▶ What you should do:
Say how many lines in the records contain the string "identity", giving the number by itself.

▶ Information:

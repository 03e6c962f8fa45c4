//! Key-value slots holding serialized library documents.
//!
//! Each key maps to one whole document. Writes replace the document in full;
//! there are no partial updates.

use std::collections::HashMap;
use std::io::Write;
use std::path::{Path, PathBuf};

use tempfile::NamedTempFile;
use thiserror::Error;
use tracing::warn;

/// Errors from the underlying storage medium
#[derive(Debug, Error)]
pub enum StorageError {
    #[error("Invalid storage key: {0:?}")]
    InvalidKey(String),

    #[error("IO error on {path}: {source}")]
    Io {
        path: PathBuf,
        #[source]
        source: std::io::Error,
    },
}

/// A persisted key-value slot
pub trait Storage {
    /// Read the document stored under `key`, if any
    fn read(&self, key: &str) -> Result<Option<String>, StorageError>;

    /// Replace the document stored under `key`
    fn write(&mut self, key: &str, value: &str) -> Result<(), StorageError>;
}

/// File-backed storage: one `<key>.json` file per key inside a directory
#[derive(Debug, Clone)]
pub struct FileStorage {
    dir: PathBuf,
}

impl FileStorage {
    /// Create storage rooted at `dir` (created lazily on first write)
    pub fn new(dir: impl Into<PathBuf>) -> Self {
        Self { dir: dir.into() }
    }

    /// Directory holding the slot files
    pub fn dir(&self) -> &Path {
        &self.dir
    }

    /// Path of the file backing `key`
    pub fn path_for(&self, key: &str) -> Result<PathBuf, StorageError> {
        if key.is_empty() || key.contains(['/', '\\']) || key == "." || key == ".." {
            return Err(StorageError::InvalidKey(key.to_string()));
        }
        Ok(self.dir.join(format!("{}.json", key)))
    }
}

impl Storage for FileStorage {
    fn read(&self, key: &str) -> Result<Option<String>, StorageError> {
        let path = self.path_for(key)?;

        let bytes = match std::fs::read(&path) {
            Ok(bytes) => bytes,
            Err(e) if e.kind() == std::io::ErrorKind::NotFound => return Ok(None),
            Err(source) => return Err(StorageError::Io { path, source }),
        };

        // Undecodable bytes are bad content, not a medium failure
        match String::from_utf8(bytes) {
            Ok(content) => Ok(Some(content)),
            Err(e) => {
                warn!(path = %path.display(), error = %e, "slot is not valid UTF-8");
                Ok(Some(String::from_utf8_lossy(e.as_bytes()).into_owned()))
            }
        }
    }

    fn write(&mut self, key: &str, value: &str) -> Result<(), StorageError> {
        let path = self.path_for(key)?;
        let io_err = |source: std::io::Error| StorageError::Io {
            path: path.clone(),
            source,
        };

        std::fs::create_dir_all(&self.dir).map_err(io_err)?;

        // Write to a sibling temp file and rename over the target
        let mut tmp = NamedTempFile::new_in(&self.dir).map_err(io_err)?;
        tmp.write_all(value.as_bytes()).map_err(io_err)?;
        tmp.flush().map_err(io_err)?;
        tmp.persist(&path).map_err(|e| io_err(e.error))?;

        Ok(())
    }
}

/// In-memory storage, used for tests and dry runs
#[derive(Debug, Clone, Default)]
pub struct MemoryStorage {
    slots: HashMap<String, String>,
}

impl MemoryStorage {
    pub fn new() -> Self {
        Self::default()
    }

    /// Seed a slot with raw content
    pub fn with_slot(mut self, key: impl Into<String>, value: impl Into<String>) -> Self {
        self.slots.insert(key.into(), value.into());
        self
    }

    /// Raw content of a slot
    pub fn slot(&self, key: &str) -> Option<&str> {
        self.slots.get(key).map(String::as_str)
    }
}

impl Storage for MemoryStorage {
    fn read(&self, key: &str) -> Result<Option<String>, StorageError> {
        Ok(self.slots.get(key).cloned())
    }

    fn write(&mut self, key: &str, value: &str) -> Result<(), StorageError> {
        self.slots.insert(key.to_string(), value.to_string());
        Ok(())
    }
}
//! Personal library management for saved books.
//!
//! # Storage Layout
//!
//! ```text
//! ~/.shelf/
//! ├── config.yaml               # Optional, found by searching up from the cwd
//! └── myBookLibrary.json        # The whole library as one JSON array
//! ```
//!
//! The library document is read once when a [`LibraryStore`] is opened and
//! rewritten in full after every mutation.

pub mod identity;
pub mod storage;
pub mod store;

pub use identity::resolve_id;
pub use storage::{FileStorage, MemoryStorage, Storage, StorageError};
pub use store::{
    AddOutcome, CategoryGroups, LibraryError, LibraryStore, Mutation, LIBRARY_STORAGE_KEY,
};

▶ Exercise response:
2